7. Los doctores Peter Venkman, Raymond Stanz y Egon Spengler (Bill Murray, Dan Aykroyd and Harold Ramis), in Ghostbusters. Yes, this bunch of misfits did well, but they could have caused a tremendous disaster that would have left Chernobyl in an anecdote, since the guys walk through overcrowded New York as if nothing else dressed in jumpsuits. plumber, with a nuclear reactor in his backpack, to fire ion beams. I’m not saying that they should take the precautions of a nuclear power plant, but I do say they should be a little careful. Well, no, the guys even make fun of it, and when the real hero of this story, Inspector Walter Peck (William Atherton) asks them for explanations, Venkman dismisses him unceremoniously, so he returns – rightly so – with a court order to close their facilities, causing all the ghosts they had captured to escape.

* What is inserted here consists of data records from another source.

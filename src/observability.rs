//! Logging subscriber initialisation.

use std::io;

use thiserror::Error;
use tracing_subscriber::{
    EnvFilter, Registry,
    layer::{Layer, SubscriberExt},
    util::{SubscriberInitExt, TryInitError},
};

use crate::config::{LogFormat, LoggingConfig};

/// Errors raised while installing the subscriber.
#[derive(Debug, Error)]
pub enum ObservabilityError {
    /// A global subscriber was already installed.
    #[error("Failed to install tracing subscriber: {0}")]
    Init(#[from] TryInitError),
}

/// Install the global subscriber. Logs are written to stderr.
///
/// # Errors
///
/// Returns an error if a global subscriber is already set.
pub fn init_subscriber(config: &LoggingConfig) -> Result<(), ObservabilityError> {
    match config.log_format {
        LogFormat::Compact => init_with_layer(
            config,
            tracing_subscriber::fmt::layer()
                .compact()
                .with_writer(io::stderr)
                .with_target(true),
        ),
        LogFormat::Json => init_with_layer(
            config,
            tracing_subscriber::fmt::layer()
                .json()
                .with_writer(io::stderr)
                .with_current_span(true)
                .with_target(true),
        ),
    }
}

fn build_env_filter(config: &LoggingConfig) -> EnvFilter {
    EnvFilter::try_from_default_env().unwrap_or_else(|_| EnvFilter::new(&config.log_level))
}

fn init_with_layer<L>(config: &LoggingConfig, fmt_layer: L) -> Result<(), ObservabilityError>
where
    L: Layer<Registry> + Send + Sync + 'static,
{
    tracing_subscriber::registry()
        .with(fmt_layer)
        .with(build_env_filter(config))
        .try_init()?;

    Ok(())
}
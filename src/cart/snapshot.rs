//! Cart Snapshots
//!
//! The stored form of a cart is a JSON array of `{id, name, price, quantity}`
//! objects in cart order, with `price` as a JSON number.

use rust_decimal::Decimal;
use rustc_hash::FxHashSet;
use thiserror::Error;

use crate::{
    cart::{Cart, CartEntry},
    products::ProductId,
};

/// Errors decoding a stored cart.
#[derive(Debug, Error)]
pub enum SnapshotError {
    /// The stored value is not a JSON array of cart entries.
    #[error("Malformed cart snapshot: {0}")]
    Json(#[from] serde_json::Error),

    /// An entry with a quantity of zero.
    #[error("Cart entry {0} has a quantity of zero")]
    ZeroQuantity(ProductId),

    /// An entry with a price below zero.
    #[error("Cart entry {0} has a negative price")]
    NegativePrice(ProductId),

    /// Two entries for the same product.
    #[error("Cart snapshot contains product {0} more than once")]
    DuplicateEntry(ProductId),
}

impl Cart {
    /// Serialize the cart to its stored JSON form.
    ///
    /// # Errors
    ///
    /// Returns [`SnapshotError::Json`] if serialization fails.
    pub fn to_snapshot(&self) -> Result<String, SnapshotError> {
        Ok(serde_json::to_string(self.entries())?)
    }

    /// Rebuild a cart from its stored JSON form.
    ///
    /// # Errors
    ///
    /// Returns a [`SnapshotError`] if the JSON is malformed or any entry
    /// breaks a cart invariant (zero quantity, negative price, duplicate id).
    pub fn from_snapshot(snapshot: &str) -> Result<Self, SnapshotError> {
        let entries: Vec<CartEntry> = serde_json::from_str(snapshot)?;
        let mut seen = FxHashSet::default();

        for entry in &entries {
            if entry.quantity == 0 {
                return Err(SnapshotError::ZeroQuantity(entry.id));
            }

            if entry.price < Decimal::ZERO {
                return Err(SnapshotError::NegativePrice(entry.id));
            }

            if !seen.insert(entry.id) {
                return Err(SnapshotError::DuplicateEntry(entry.id));
            }
        }

        Ok(Self { entries })
    }
}
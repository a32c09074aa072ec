//! Catalog Fixtures

use rust_decimal::Decimal;
use rusty_money::iso::{Currency, USD};
use serde::Deserialize;

use crate::{
    catalog::{CatalogError, check_price},
    products::{Product, ProductId},
};

/// Wrapper for products in YAML
#[derive(Debug, Deserialize)]
pub struct CatalogFixture {
    /// Products, in display order
    pub products: Vec<ProductFixture>,
}

/// Product Fixture
#[derive(Debug, Deserialize)]
pub struct ProductFixture {
    /// Product id
    pub id: ProductId,

    /// Product name
    pub name: String,

    /// Product price (e.g., "1200.00 USD")
    pub price: String,
}

impl TryFrom<ProductFixture> for Product {
    type Error = CatalogError;

    fn try_from(fixture: ProductFixture) -> Result<Self, Self::Error> {
        let (amount, currency) = parse_price(&fixture.price)?;

        if currency != USD {
            return Err(CatalogError::UnsupportedCurrency(
                currency.iso_alpha_code.to_string(),
            ));
        }

        check_price(fixture.id, amount)?;

        Ok(Product {
            id: fixture.id,
            name: fixture.name,
            price: amount,
        })
    }
}

/// Parse price string (e.g., "45.00 USD") into an amount and currency
///
/// # Errors
///
/// Returns an error if the string is not in the format "AMOUNT CURRENCY",
/// if the amount is not a decimal number, or if the currency code is not
/// recognized.
pub fn parse_price(s: &str) -> Result<(Decimal, &'static Currency), CatalogError> {
    let mut parts = s.split_whitespace();

    let (Some(amount), Some(code), None) = (parts.next(), parts.next(), parts.next()) else {
        return Err(CatalogError::InvalidPrice(format!(
            "Expected format 'AMOUNT CURRENCY', got: {s}"
        )));
    };

    let amount = amount
        .parse::<Decimal>()
        .map_err(|_err| CatalogError::InvalidPrice(s.to_string()))?;

    let currency = rusty_money::iso::find(code)
        .ok_or_else(|| CatalogError::UnknownCurrency(code.to_string()))?;

    Ok((amount, currency))
}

8. Wolfgang Amadeus Mozart (Tom Hulce), en Amadeus. Despite being one of the greatest geniuses of music of all time, he seems like an idiot, with a ridiculous laugh, whom he presents as a monguer who crawls on the ground to play with the beautiful Constanza (Elizabeth Berridge) , making rather absurd obscene jokes, and laughing because he has had the occurrence of saying words backwards. It should be clarified that the film portrays the master through the eyes of the envious Salieri (F. Murray Abraham), who cannot understand why, despite working as a slave and sacrificing his youth, he does not achieve compositions as brilliant as those of a type looking retarded, who doesn’t seem to put in much effort.
9. Julianne Potter (Julia Roberts), in My best friend’s Wedding. A food critic terrified because ‘the rice is going to go away’ when he is… only 27 years old! Although she has known him all his life, he has not realized that he loves his soul mate, Michael (Dermot Mulroney), whom he only begins to appreciate … when he is going to marry someone else! Supposedly he adores him, but he can think of nothing else than to sabotage the link (go ‘best friend’), with such strange methods as humiliating the girlfriend at karaoke. Faced with his ineptitude, he can think of nothing but to make Michael jealous by revealing that he is in love with another colleague, George Downes (the great Rupert Everett), with more feather than a peacock, who anyone with two fingers of forehead would identify as homosexual .
10. Louis Creed (Dale Midkiff), in The living graveyard. The biggest jerk ever seen on a screen. A guy who takes his family to live in a house next to a highway where heavy trucks pass at full speed does not seem very intelligent. It is normal to run over his cat, which he buries in an old Indian cemetery, so the kitten returns to life, but reconverted into a demonic monster. So you can’t think of a better idea than … burying your baby in the same place, when another heavy vehicle is carried away! Things don’t end well, but to make matters worse, the guy doesn’t seem to have learned anything, because at the end of the movie… he buries his wife in the same place!